Luanne waggled her lips left and right while she thought aloud. “Well, Dixie can locate all sorts of things. I’m not so sure about people though. Wait, are leprechauns people?”
“I have no idea at all what a leprechaun is,” I said, “but I am sure he’s trouble. Trouble I’m so not in the mood for.”
“Oh, come on.” Wanda patted me on the back. “Drop the hard-ass act. You’re having fun.”
“No, I’m not.”
“Yes, you are.”
“Am not.”
“Are too.”
In a huff, I turned on my heel and stomped toward the front door, all the while trying to hide the smile tugging at my mouth.
Maybe Wanda was right. Though if I was having fun, I really needed to better define the term.

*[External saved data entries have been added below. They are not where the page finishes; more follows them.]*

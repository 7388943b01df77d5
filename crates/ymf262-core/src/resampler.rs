//! Native-rate to output-rate conversion.
//!
//! Linear interpolation between the two most recent native frames using a
//! fixed-point position with [`RESAMPLE_FRAC_BITS`] fractional bits.
//!
//! The position counts how far the next output lies behind the newest native
//! frame, measured in units where one native frame spans `ratio` and one
//! output frame spans `1 << RESAMPLE_FRAC_BITS`.

use crate::tables::{NATIVE_SAMPLE_RATE, RESAMPLE_FRAC_BITS};
use crate::{Result, Ymf262Error};

const ONE: i64 = 1 << RESAMPLE_FRAC_BITS;

/// Linear resampler over 4-channel frames.
#[derive(Clone, Debug)]
pub struct Resampler {
    sample_rate: u32,
    ratio: i64,
    counter: i64,
    previous: [i16; 4],
    current: [i16; 4],
}

impl Resampler {
    /// Create a resampler producing `sample_rate` Hz.
    ///
    /// Fails when the rate is too low to yield a non-zero step ratio.
    pub fn new(sample_rate: u32) -> Result<Self> {
        let ratio = Self::ratio_for(sample_rate)?;
        Ok(Self {
            sample_rate,
            ratio,
            counter: -ONE,
            previous: [0; 4],
            current: [0; 4],
        })
    }

    /// Fixed-point step ratio for an output rate.
    pub fn ratio_for(sample_rate: u32) -> Result<i64> {
        let ratio = ((sample_rate as i64) << RESAMPLE_FRAC_BITS) / NATIVE_SAMPLE_RATE as i64;
        if ratio == 0 {
            return Err(Ymf262Error::InvalidSampleRate(sample_rate));
        }
        Ok(ratio)
    }

    /// Output rate in Hz.
    #[inline]
    pub fn sample_rate(&self) -> u32 {
        self.sample_rate
    }

    /// Fixed-point step ratio.
    #[inline]
    pub fn ratio(&self) -> i64 {
        self.ratio
    }

    /// Whether another native frame is needed before the next output.
    #[inline]
    pub fn needs_frame(&self) -> bool {
        self.counter < 0
    }

    /// Feed the next native frame.
    pub fn push(&mut self, frame: [i16; 4]) {
        self.previous = self.current;
        self.current = frame;
        self.counter += self.ratio;
    }

    /// Interpolate the output frame and advance one output step.
    ///
    /// The distance behind the newest frame weights the previous frame, so a
    /// ratio of one passes native frames through unchanged.
    pub fn next_frame(&mut self) -> [i16; 4] {
        let weight_previous = self.counter;
        let weight_current = self.ratio - self.counter;
        let frame = std::array::from_fn(|i| {
            ((self.previous[i] as i64 * weight_previous + self.current[i] as i64 * weight_current)
                / self.ratio) as i16
        });
        self.counter -= ONE;
        frame
    }

    /// Rewind to the initial position with cleared history.
    pub fn reset(&mut self) {
        self.counter = -ONE;
        self.previous = [0; 4];
        self.current = [0; 4];
    }
}

impl Default for Resampler {
    fn default() -> Self {
        Self {
            sample_rate: NATIVE_SAMPLE_RATE,
            ratio: ONE,
            counter: -ONE,
            previous: [0; 4],
            current: [0; 4],
        }
    }
}

#[cfg(test)]
mod tests {
    use super::*;

    fn drive(resampler: &mut Resampler, source: &mut impl Iterator<Item = i16>) -> i16 {
        while resampler.needs_frame() {
            let s = source.next().unwrap_or(0);
            resampler.push([s; 4]);
        }
        resampler.next_frame()[0]
    }

    #[test]
    fn test_native_rate_is_passthrough() {
        let mut resampler = Resampler::new(NATIVE_SAMPLE_RATE).unwrap();
        assert_eq!(resampler.ratio(), ONE);
        let input: Vec<i16> = (0..50).map(|i| (i * 37 - 900) as i16).collect();
        let mut source = input.clone().into_iter();
        let output: Vec<i16> = (0..50).map(|_| drive(&mut resampler, &mut source)).collect();
        assert_eq!(output, input);
    }

    #[test]
    fn test_rejects_tiny_rates() {
        assert!(matches!(
            Resampler::new(10),
            Err(Ymf262Error::InvalidSampleRate(10))
        ));
        assert!(Resampler::new(48).is_err());
        assert!(Resampler::new(49).is_ok());
    }

    #[test]
    fn test_downsampling_consumes_more_native_frames() {
        let mut resampler = Resampler::new(22_050).unwrap();
        let mut consumed = 0usize;
        for _ in 0..1000 {
            while resampler.needs_frame() {
                resampler.push([0; 4]);
                consumed += 1;
            }
            resampler.next_frame();
        }
        // 49716 / 22050 ~= 2.25 native frames per output frame
        assert!((2240..=2270).contains(&consumed), "consumed {consumed}");
    }

    #[test]
    fn test_ramp_advances_uniformly_when_downsampling() {
        let mut resampler = Resampler::new(44_100).unwrap();
        let mut source = (0..).map(|i: i32| (i * 100) as i16);
        let output: Vec<i16> = (0..200).map(|_| drive(&mut resampler, &mut source)).collect();

        // 49716 / 44100 native frames per output frame, 100 per native frame
        for step in output.windows(2).skip(1).map(|w| w[1] - w[0]) {
            assert!((111..=115).contains(&step), "step {step}");
        }
    }

    #[test]
    fn test_ramp_advances_uniformly_when_upsampling() {
        let mut resampler = Resampler::new(96_000).unwrap();
        let mut source = (0..).map(|i: i32| (i * 100) as i16);
        let output: Vec<i16> = (0..300).map(|_| drive(&mut resampler, &mut source)).collect();

        for step in output.windows(2).skip(1).map(|w| w[1] - w[0]) {
            assert!((50..=54).contains(&step), "step {step}");
        }
    }
}
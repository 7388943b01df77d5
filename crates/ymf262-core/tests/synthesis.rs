use approx::assert_relative_eq;
use ymf262::{ChannelType, Opl3, NATIVE_SAMPLE_RATE};

/// Operator register offsets within a bank, in slot order.
const SLOT_OFFSETS: [u16; 18] = [
    0x00, 0x01, 0x02, 0x03, 0x04, 0x05, 0x08, 0x09, 0x0a, 0x0b, 0x0c, 0x0d, 0x10, 0x11, 0x12,
    0x13, 0x14, 0x15,
];

/// Sustained full-volume sine with instant attack.
fn carrier(chip: &mut Opl3, offset: u16) {
    chip.write_register(0x20 + offset, 0x21);
    chip.write_register(0x40 + offset, 0x00);
    chip.write_register(0x60 + offset, 0xf0);
    chip.write_register(0x80 + offset, 0x0f);
}

/// Operator that never leaves maximum attenuation.
fn silent_modulator(chip: &mut Opl3, offset: u16) {
    chip.write_register(0x20 + offset, 0x21);
    chip.write_register(0x40 + offset, 0x3f);
}

/// A4 sine on channel 0, modulator silent.
fn a4_voice(chip: &mut Opl3) {
    silent_modulator(chip, 0x00);
    carrier(chip, 0x03);
    chip.write_register(0xa0, 0x44);
    chip.write_register(0xb0, 0x32);
}

fn rising_crossings(samples: impl Iterator<Item = i16>) -> usize {
    let mut previous = 0i16;
    let mut count = 0;
    for sample in samples {
        if previous < 0 && sample >= 0 {
            count += 1;
        }
        previous = sample;
    }
    count
}

#[test]
fn pitch_matches_frequency_number_at_native_rate() {
    let mut chip = Opl3::default();
    a4_voice(&mut chip);

    let crossings = rising_crossings((0..NATIVE_SAMPLE_RATE).map(|_| chip.generate()[0]));
    assert_relative_eq!(crossings as f64, 440.0, max_relative = 0.01);
}

#[test]
fn pitch_survives_resampling() {
    let mut chip = Opl3::new(44_100).unwrap();
    a4_voice(&mut chip);

    let crossings = rising_crossings((0..44_100).map(|_| chip.generate_resampled()[0]));
    assert_relative_eq!(crossings as f64, 440.0, max_relative = 0.01);
}

#[test]
fn native_rate_resampling_is_passthrough() {
    let mut direct = Opl3::default();
    let mut resampled = Opl3::new(NATIVE_SAMPLE_RATE).unwrap();
    a4_voice(&mut direct);
    a4_voice(&mut resampled);

    for i in 0..5000 {
        assert_eq!(direct.generate_4ch(), resampled.generate_4ch_resampled(), "frame {i}");
    }
}

#[test]
fn identical_register_streams_give_identical_output() {
    let script = |chip: &mut Opl3| {
        a4_voice(chip);
        chip.write_register(0xc0, 0x0e); // feedback 7
        chip.write_register(0xe3, 0x01);
        carrier(chip, 0x11); // hi-hat
        carrier(chip, 0x14); // snare
        chip.write_register(0xa7, 0x80);
        chip.write_register(0xb7, 0x09);
        chip.write_register(0xbd, 0xe9); // rhythm, deep trem/vib, HH + SD
    };

    let mut a = Opl3::default();
    let mut b = Opl3::default();
    script(&mut a);
    script(&mut b);
    for _ in 0..10_000 {
        assert_eq!(a.generate_4ch(), b.generate_4ch());
    }

    // A clone continues on the same trajectory
    let mut c = a.clone();
    for _ in 0..1000 {
        assert_eq!(a.generate_4ch(), c.generate_4ch());
    }
}

#[test]
fn reset_restores_power_on_behaviour() {
    let mut fresh = Opl3::default();
    let mut reused = Opl3::default();

    reused.write_register(0x105, 0x03);
    reused.write_register(0x104, 0x3f);
    a4_voice(&mut reused);
    for _ in 0..2000 {
        reused.generate();
    }
    reused.reset(NATIVE_SAMPLE_RATE).unwrap();

    a4_voice(&mut fresh);
    a4_voice(&mut reused);
    for _ in 0..2000 {
        assert_eq!(fresh.generate_4ch(), reused.generate_4ch());
    }
}

#[test]
fn output_clips_to_sixteen_bits() {
    let mut chip = Opl3::default();
    for bank in [0x000, 0x100] {
        for offset in SLOT_OFFSETS {
            carrier(&mut chip, bank + offset);
        }
        for n in 0..9 {
            chip.write_register(bank + 0xa0 + n, 0x44);
            chip.write_register(bank + 0xc0 + n, 0x01); // both operators audible
            chip.write_register(bank + 0xb0 + n, 0x32);
        }
    }

    let samples: Vec<i16> = (0..2000).map(|_| chip.generate()[0]).collect();
    assert_eq!(samples.iter().copied().max(), Some(i16::MAX));
    assert_eq!(samples.iter().copied().min(), Some(i16::MIN));
}

#[test]
fn right_output_lags_left_by_one_sample() {
    let mut chip = Opl3::default();
    a4_voice(&mut chip);

    let frames: Vec<[i16; 2]> = (0..500).map(|_| chip.generate()).collect();
    assert_eq!(frames[0][1], 0);
    for pair in frames.windows(2) {
        assert_eq!(pair[1][1], pair[0][0]);
    }
}

#[test]
fn bass_drum_doubles_the_carrier() {
    let setup = |chip: &mut Opl3| {
        silent_modulator(chip, 0x10);
        carrier(chip, 0x13);
        chip.write_register(0xa6, 0x44);
    };

    let mut melodic = Opl3::default();
    setup(&mut melodic);
    melodic.write_register(0xb6, 0x32);

    let mut drum = Opl3::default();
    setup(&mut drum);
    drum.write_register(0xb6, 0x12);
    drum.write_register(0xbd, 0x30);
    assert_eq!(drum.channel(6).unwrap().kind(), ChannelType::Drum);

    let mut heard = false;
    for _ in 0..2000 {
        let tone = melodic.generate()[0] as i32;
        let kick = drum.generate()[0] as i32;
        assert_eq!(kick, 2 * tone);
        heard |= tone != 0;
    }
    assert!(heard);
}

#[test]
fn four_op_voice_is_keyed_from_lower_channel() {
    let setup = |chip: &mut Opl3| {
        chip.write_register(0x105, 0x01);
        chip.write_register(0x104, 0x01);
        for offset in [0x00, 0x03, 0x08] {
            silent_modulator(chip, offset);
        }
        carrier(chip, 0x0b);
        chip.write_register(0xc0, 0x30);
        chip.write_register(0xc3, 0x30);
        chip.write_register(0xa0, 0x44);
    };

    let mut lower = Opl3::default();
    setup(&mut lower);
    lower.write_register(0xb0, 0x32);

    let mut upper = Opl3::default();
    setup(&mut upper);
    upper.write_register(0xb3, 0x32);

    let peak = |chip: &mut Opl3| {
        (0..2000)
            .map(|_| chip.generate()[0].unsigned_abs())
            .max()
            .unwrap_or(0)
    };
    assert!(peak(&mut lower) > 3000);
    assert!(peak(&mut upper) <= 1);
}

#[test]
fn stereo_extension_pans_hard_left() {
    let mut chip = Opl3::default();
    chip.write_register(0x105, 0x03);
    chip.write_register(0xc0, 0x30);
    chip.write_register(0xd0, 0x00);
    a4_voice(&mut chip);

    let frames: Vec<[i16; 2]> = (0..2000).map(|_| chip.generate()).collect();
    assert!(frames.iter().any(|f| f[0].unsigned_abs() > 3000));
    assert!(frames.iter().all(|f| f[1].unsigned_abs() <= 1));
}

And I knew just who I’d like to help me with that. But I had to solve this caper before I could focus on Quade Contonn. Once I had time alone with him, I didn’t plan on anything interrupting us. We had lots of missed time together to make up for.
Chapter Nine
Dixie lived a few blocks down the street from Jadine, so we decided to walk there. Aunt Luanne, Shawna, Wanda, and I waited for Jadine to lock up her house—with its absurd amount of deadbolts—while my aunts made faces behind her back. Every time Jadine would turn to look over her shoulder at them, they feigned innocence. I was a spinoff of Snow White stuck with the reject dwarves, Dumpy and Stumpy.
Whatever was in Mabel’s tinctures was good stuff. I’d have to make time to stop by her shop soon. My aunts weren’t taking a single thing seriously. I was totally jealous. They were having so much more fun than I was.